A Ribera e negli altri 13 Comuni premiati dal riconoscimento comunitario  i margini di crescita, sicuramente, ci sono: “Abbiamo rincorso la Dop per 11 anni, ora che l’abbiamo portata a casa vogliamo farla valere”, ha detto a Corriereortofrutticolo.it il presidente del Consorzio Giuseppe Pasciuta. “Come? Cercando di ottenere un prezzo più soddisfacente a monte della filiera, in modo che le arance vengano pagate non meno di 40 centesimi al chilo e perseguendo un più stretto rapporto con la grande distribuzione che già ora acquista le arance Riberella, perché il consumatore le chiede, ma magari non distribusce capillarmente a tutti i punti vendita del territorio”.

 

Dop come punto di partenza e non di arrivo, per un “rinascimento” dell’agrume agrigentino che dovrà passare anche da un ampliamento varietale teso a estendere il periodo di commercializzazione: “L’ultima stagione – spiega Pasciuta – è stata positiva, la consistenza della domanda ha fatto però sì che a marzo non avessimo prodotto a disposizione.

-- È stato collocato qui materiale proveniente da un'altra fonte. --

//! Hash commands. Field values are scalars adapted from the raw token.
//! A hash emptied by HDEL stays at its key.

use crate::command::{
    hash_entry, parse_f64, parse_i64, read_hash, wrong_args, AccessKeys, CommandSpec,
    CATEGORY_FAST, CATEGORY_HASH, CATEGORY_READ, CATEGORY_SLOW, CATEGORY_WRITE,
};
use crate::context::Context;
use crate::error::{StoreError, StoreResult};
use crate::resp::{format_score, Reply};
use crate::store::Access;
use crate::types::adapt_token;

fn hset_keys(args: &[String]) -> StoreResult<AccessKeys> {
    if args.len() < 4 || (args.len() - 2) % 2 != 0 {
        return Err(wrong_args("hset"));
    }
    Ok(AccessKeys::write(&args[1..2]))
}

fn hsetnx_keys(args: &[String]) -> StoreResult<AccessKeys> {
    if args.len() != 4 {
        return Err(wrong_args("hsetnx"));
    }
    Ok(AccessKeys::write(&args[1..2]))
}

fn hget_keys(args: &[String]) -> StoreResult<AccessKeys> {
    if args.len() != 3 {
        return Err(wrong_args("hget"));
    }
    Ok(AccessKeys::read(&args[1..2]))
}

fn hmget_keys(args: &[String]) -> StoreResult<AccessKeys> {
    if args.len() < 3 {
        return Err(wrong_args("hmget"));
    }
    Ok(AccessKeys::read(&args[1..2]))
}

fn hgetall_keys(args: &[String]) -> StoreResult<AccessKeys> {
    if args.len() != 2 {
        return Err(wrong_args("hgetall"));
    }
    Ok(AccessKeys::read(&args[1..2]))
}

fn hdel_keys(args: &[String]) -> StoreResult<AccessKeys> {
    if args.len() < 3 {
        return Err(wrong_args("hdel"));
    }
    Ok(AccessKeys::write(&args[1..2]))
}

fn hincrby_keys(args: &[String]) -> StoreResult<AccessKeys> {
    if args.len() != 4 {
        return Err(wrong_args("hincrby"));
    }
    Ok(AccessKeys::write(&args[1..2]))
}

fn hrandfield_keys(args: &[String]) -> StoreResult<AccessKeys> {
    if args.len() < 2 || args.len() > 4 {
        return Err(wrong_args("hrandfield"));
    }
    Ok(AccessKeys::read(&args[1..2]))
}

fn cmd_hset(_ctx: &Context, args: &[String], access: &mut Access) -> StoreResult<Reply> {
    let hash = hash_entry(access, &args[1], true)?;
    let mut added = 0i64;
    for pair in args[2..].chunks(2) {
        if hash.set(pair[0].clone(), adapt_token(&pair[1])) {
            added += 1;
        }
    }
    Ok(Reply::integer(added))
}

fn cmd_hsetnx(_ctx: &Context, args: &[String], access: &mut Access) -> StoreResult<Reply> {
    let hash = hash_entry(access, &args[1], true)?;
    let set = hash.set_if_absent(args[2].clone(), adapt_token(&args[3]));
    Ok(Reply::integer(set as i64))
}

fn cmd_hget(_ctx: &Context, args: &[String], access: &mut Access) -> StoreResult<Reply> {
    Ok(match read_hash(access, &args[1])? {
        Some(hash) => match hash.get(&args[2]) {
            Some(value) => Reply::bulk(value.to_bytes()),
            None => Reply::nil(),
        },
        None => Reply::nil(),
    })
}

fn cmd_hmget(_ctx: &Context, args: &[String], access: &mut Access) -> StoreResult<Reply> {
    let hash = read_hash(access, &args[1])?;
    let items = args[2..]
        .iter()
        .map(|field| match hash.and_then(|h| h.get(field)) {
            Some(value) => Reply::bulk(value.to_bytes()),
            None => Reply::nil(),
        })
        .collect();
    Ok(Reply::array(items))
}

fn cmd_hgetall(_ctx: &Context, args: &[String], access: &mut Access) -> StoreResult<Reply> {
    let mut items = Vec::new();
    if let Some(hash) = read_hash(access, &args[1])? {
        for (field, value) in hash.iter() {
            items.push(Reply::bulk(field.as_bytes().to_vec()));
            items.push(Reply::bulk(value.to_bytes()));
        }
    }
    Ok(Reply::array(items))
}

fn cmd_hdel(_ctx: &Context, args: &[String], access: &mut Access) -> StoreResult<Reply> {
    if !access.exists(&args[1]) {
        return Ok(Reply::integer(0));
    }
    let hash = hash_entry(access, &args[1], false)?;
    let mut removed = 0i64;
    for field in &args[2..] {
        if hash.remove(field) {
            removed += 1;
        }
    }
    Ok(Reply::integer(removed))
}

fn cmd_hexists(_ctx: &Context, args: &[String], access: &mut Access) -> StoreResult<Reply> {
    let exists = read_hash(access, &args[1])?.is_some_and(|h| h.contains(&args[2]));
    Ok(Reply::integer(exists as i64))
}

fn cmd_hlen(_ctx: &Context, args: &[String], access: &mut Access) -> StoreResult<Reply> {
    let len = read_hash(access, &args[1])?.map_or(0, |h| h.len());
    Ok(Reply::integer(len as i64))
}

fn cmd_hkeys(_ctx: &Context, args: &[String], access: &mut Access) -> StoreResult<Reply> {
    let items = match read_hash(access, &args[1])? {
        Some(hash) => hash
            .fields()
            .into_iter()
            .map(|f| Reply::bulk(f.as_bytes().to_vec()))
            .collect(),
        None => Vec::new(),
    };
    Ok(Reply::array(items))
}

fn cmd_hvals(_ctx: &Context, args: &[String], access: &mut Access) -> StoreResult<Reply> {
    let items = match read_hash(access, &args[1])? {
        Some(hash) => hash
            .values()
            .into_iter()
            .map(|v| Reply::bulk(v.to_bytes()))
            .collect(),
        None => Vec::new(),
    };
    Ok(Reply::array(items))
}

fn cmd_hstrlen(_ctx: &Context, args: &[String], access: &mut Access) -> StoreResult<Reply> {
    let len = read_hash(access, &args[1])?
        .and_then(|h| h.get(&args[2]))
        .map_or(0, |v| v.to_bytes().len());
    Ok(Reply::integer(len as i64))
}

fn cmd_hincrby(_ctx: &Context, args: &[String], access: &mut Access) -> StoreResult<Reply> {
    let delta = parse_i64(&args[3])?;
    let hash = hash_entry(access, &args[1], true)?;
    match hash.incr_by(&args[2], delta) {
        Ok(new_val) => Ok(Reply::integer(new_val)),
        Err(msg) => Err(StoreError::Generic(msg.to_string())),
    }
}

fn cmd_hincrbyfloat(_ctx: &Context, args: &[String], access: &mut Access) -> StoreResult<Reply> {
    let delta = parse_f64(&args[3])?;
    let hash = hash_entry(access, &args[1], true)?;
    match hash.incr_by_float(&args[2], delta) {
        Ok(new_val) => Ok(Reply::bulk(format_score(new_val).into_bytes())),
        Err(msg) => Err(StoreError::Generic(msg.to_string())),
    }
}

fn cmd_hrandfield(_ctx: &Context, args: &[String], access: &mut Access) -> StoreResult<Reply> {
    let count = match args.get(2) {
        Some(token) => Some(parse_i64(token)?),
        None => None,
    };
    let with_values = match args.get(3) {
        Some(token) if token.eq_ignore_ascii_case("withvalues") => true,
        Some(_) => return Err(StoreError::SyntaxError),
        None => false,
    };

    let hash = read_hash(access, &args[1])?;
    match count {
        None => Ok(match hash.and_then(|h| h.random_fields(1).pop().cloned()) {
            Some(field) => Reply::bulk(field.into_bytes()),
            None => Reply::nil(),
        }),
        Some(count) => {
            let mut items = Vec::new();
            if let Some(hash) = hash {
                for field in hash.random_fields(count) {
                    items.push(Reply::bulk(field.as_bytes().to_vec()));
                    if with_values {
                        if let Some(value) = hash.get(field) {
                            items.push(Reply::bulk(value.to_bytes()));
                        }
                    }
                }
            }
            Ok(Reply::array(items))
        }
    }
}

pub fn commands() -> Vec<CommandSpec> {
    vec![
        CommandSpec {
            name: "hset",
            categories: &[CATEGORY_HASH, CATEGORY_WRITE, CATEGORY_FAST],
            description: "(HSET key field value [field value ...]) Sets hash fields; returns the number of new fields.",
            synchronous: true,
            key_extractor: hset_keys,
            handler: cmd_hset,
        },
        CommandSpec {
            name: "hsetnx",
            categories: &[CATEGORY_HASH, CATEGORY_WRITE, CATEGORY_FAST],
            description: "(HSETNX key field value) Sets the field only when it does not exist.",
            synchronous: true,
            key_extractor: hsetnx_keys,
            handler: cmd_hsetnx,
        },
        CommandSpec {
            name: "hget",
            categories: &[CATEGORY_HASH, CATEGORY_READ, CATEGORY_FAST],
            description: "(HGET key field) Returns the value of the field.",
            synchronous: false,
            key_extractor: hget_keys,
            handler: cmd_hget,
        },
        CommandSpec {
            name: "hmget",
            categories: &[CATEGORY_HASH, CATEGORY_READ, CATEGORY_FAST],
            description: "(HMGET key field [field ...]) Returns the values of the fields, nil for missing ones.",
            synchronous: false,
            key_extractor: hmget_keys,
            handler: cmd_hmget,
        },
        CommandSpec {
            name: "hgetall",
            categories: &[CATEGORY_HASH, CATEGORY_READ, CATEGORY_SLOW],
            description: "(HGETALL key) Returns all fields and values as a flat array.",
            synchronous: false,
            key_extractor: hgetall_keys,
            handler: cmd_hgetall,
        },
        CommandSpec {
            name: "hdel",
            categories: &[CATEGORY_HASH, CATEGORY_WRITE, CATEGORY_FAST],
            description: "(HDEL key field [field ...]) Removes fields; the hash is kept even when emptied.",
            synchronous: true,
            key_extractor: hdel_keys,
            handler: cmd_hdel,
        },
        CommandSpec {
            name: "hexists",
            categories: &[CATEGORY_HASH, CATEGORY_READ, CATEGORY_FAST],
            description: "(HEXISTS key field) Whether the field exists.",
            synchronous: false,
            key_extractor: hget_keys,
            handler: cmd_hexists,
        },
        CommandSpec {
            name: "hlen",
            categories: &[CATEGORY_HASH, CATEGORY_READ, CATEGORY_FAST],
            description: "(HLEN key) Number of fields in the hash.",
            synchronous: false,
            key_extractor: hgetall_keys,
            handler: cmd_hlen,
        },
        CommandSpec {
            name: "hkeys",
            categories: &[CATEGORY_HASH, CATEGORY_READ, CATEGORY_SLOW],
            description: "(HKEYS key) All field names.",
            synchronous: false,
            key_extractor: hgetall_keys,
            handler: cmd_hkeys,
        },
        CommandSpec {
            name: "hvals",
            categories: &[CATEGORY_HASH, CATEGORY_READ, CATEGORY_SLOW],
            description: "(HVALS key) All field values.",
            synchronous: false,
            key_extractor: hgetall_keys,
            handler: cmd_hvals,
        },
        CommandSpec {
            name: "hstrlen",
            categories: &[CATEGORY_HASH, CATEGORY_READ, CATEGORY_FAST],
            description: "(HSTRLEN key field) Length of the field's value in its textual form.",
            synchronous: false,
            key_extractor: hget_keys,
            handler: cmd_hstrlen,
        },
        CommandSpec {
            name: "hincrby",
            categories: &[CATEGORY_HASH, CATEGORY_WRITE, CATEGORY_FAST],
            description: "(HINCRBY key field increment) Increments the integer field; absent fields count as zero.",
            synchronous: true,
            key_extractor: hincrby_keys,
            handler: cmd_hincrby,
        },
        CommandSpec {
            name: "hincrbyfloat",
            categories: &[CATEGORY_HASH, CATEGORY_WRITE, CATEGORY_FAST],
            description: "(HINCRBYFLOAT key field increment) Increments the float field; absent fields count as zero.",
            synchronous: true,
            key_extractor: hincrby_keys,
            handler: cmd_hincrbyfloat,
        },
        CommandSpec {
            name: "hrandfield",
            categories: &[CATEGORY_HASH, CATEGORY_READ, CATEGORY_SLOW],
            description: "(HRANDFIELD key [count [WITHVALUES]]) Random fields; a negative count permits repeats.",
            synchronous: false,
            key_extractor: hrandfield_keys,
            handler: cmd_hrandfield,
        },
    ]
}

Confidiamo nei risultati che potranno arrivare dai campi sperimentali in cui vengono testate 14 nuove cultivar per essere sempre più competitivi e accrescere i volumi”.

 

 E per consolidare il peso specifico del marchio, sul mercato dal 1994 ed ora “impreziosito” dalla sigla Dop, a Ribera si punta a ridare fiato alla cooperazione, che negli anni Ottanta aveva fallita lasciando un’eredità di aspre polemiche e aprendo ferite non ancora del tutto rimarginate.

 

“Il Consorzio vuole organizzare la produzione – la conclusione del presidente – e punta a costituire una Op che migliori la fase di commercializzazione. La nostra non è una Dop “sulla carta”, il prodotto c’è ed è buono: tocca a noi decretarne il successo per consacrare l’agroalimentare locale e fare dell’arancia uno strumento di marketing del territorio”.

 

In questo senso il sindaco Carmelo Pace ha anticipato che è in vista un accordo con i produttori per scrivere negli imballaggi “Ribera città turistica” con l’indirizzo internet del Comune.

 

Intanto nei territori dell’arancia di Ribera si investe sul biologico: la quota di arance organic, attualmente pari al 15% circa del totale prodotto, è destinata ad aumentare nei prossimi anni.

 

Nel convegno“D.O.P.: cosa cambia nel territorio?”, condotto da Patrizio Roversi e in cui sono interventi tra gli altri Martino Ragusa, direttore tecnico di Riberelladays, Maria Antonientta Germanà della Facoltà di Agraria dell’Università di Palermo e Giuseppe Russo Centro Ricerche per l’Agrumicoltura e le Colture Mediterranee di Acireale, è stato ricordato il professor Franco Calabrese, uno dei protagonisti del lungo camino conclusosi con il riconoscimento comunitario.

 

 

Gli altri appuntamenti convegnistici ospitati nell’affascinante cornice della villa Comunale riberese hanno focalizzato le potenzialità dell’arancia in ristoranti, alberghi e bar (ancora inespresse: perfino nelle zone produttive, ai succhi di agrume fresco vengono spesso preferiti i prodotti industriali) e il legame tra il frutto oggetto della tre giorni ed il paesaggio. Un paesaggio splendido e per larghi tratti ancora incontaminato, arricchito da quella perla culturale che è la vicina valle dei Templi ma sofferente di carenze infrastrutturali e penalizzato dalla lontananza dagli aeroporti isolani.